Go line by line through the records below. Copy whichever lines contain the string "Self".

-=-=-

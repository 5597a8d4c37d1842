/*
[INPUT]:  YAML configuration file
[OUTPUT]: Parsed demo configuration
[POS]:    Configuration layer - relying-party and wallet setup
[UPDATE]: When adding new configuration options
*/

use serde::{Deserialize, Serialize};
use siws_client::{ChallengeConfig, TransportPolicy};

/// Top-level configuration for the sign-in demo
#[derive(Debug, Clone, Deserialize, Serialize)]
pub struct DemoConfig {
    /// Origin the relying party runs on
    #[serde(default = "default_origin")]
    pub origin: String,
    /// Static challenge fields (statement, network, resources)
    #[serde(default)]
    pub challenge: ChallengeConfig,
    /// Optional backend sign-in channel
    #[serde(default)]
    pub backend: Option<BackendConfig>,
    /// Lifetime of recorded sessions in seconds
    #[serde(default = "default_session_ttl")]
    pub session_ttl_secs: u64,
    /// Wallet used by the in-process gateway
    #[serde(default)]
    pub wallet: WalletConfig,
}

/// Backend channel configuration
#[derive(Debug, Clone, Deserialize, Serialize)]
pub struct BackendConfig {
    /// Base URL of the sign-in backend
    pub base_url: String,
    /// Behavior when the backend is unreachable
    #[serde(default)]
    pub policy: PolicyConfig,
}

/// Transport policy spelled for configuration files
#[derive(Debug, Clone, Copy, Default, PartialEq, Eq, Deserialize, Serialize)]
#[serde(rename_all = "snake_case")]
pub enum PolicyConfig {
    #[default]
    RequireBackend,
    LocalFallback,
}

impl From<PolicyConfig> for TransportPolicy {
    fn from(policy: PolicyConfig) -> Self {
        match policy {
            PolicyConfig::RequireBackend => TransportPolicy::RequireBackend,
            PolicyConfig::LocalFallback => TransportPolicy::LocalFallback,
        }
    }
}

/// Wallet configuration for the demo gateway
#[derive(Debug, Clone, Default, Deserialize, Serialize)]
pub struct WalletConfig {
    /// Base58 private key (64-byte keypair or 32-byte seed); a fresh
    /// keypair is generated when absent
    #[serde(default)]
    pub private_key: Option<String>,
    /// Whether the origin is already on the wallet's allow-list
    #[serde(default)]
    pub trusted: bool,
}

impl Default for DemoConfig {
    fn default() -> Self {
        Self {
            origin: default_origin(),
            challenge: ChallengeConfig::default(),
            backend: None,
            session_ttl_secs: default_session_ttl(),
            wallet: WalletConfig::default(),
        }
    }
}

fn default_origin() -> String {
    "https://corgis.example".to_string()
}

fn default_session_ttl() -> u64 {
    24 * 60 * 60
}

impl DemoConfig {
    /// Load configuration from YAML file
    pub fn from_file(path: &str) -> anyhow::Result<Self> {
        let content = std::fs::read_to_string(path)?;
        let config: Self = serde_yaml::from_str(&content)?;
        Ok(config)
    }
}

-=-=-

OUTPUT FOR THIS TASK:
    fn from(policy: PolicyConfig) -> Self {
    fn default() -> Self {
        Self {
    pub fn from_file(path: &str) -> anyhow::Result<Self> {
        let config: Self = serde_yaml::from_str(&content)?;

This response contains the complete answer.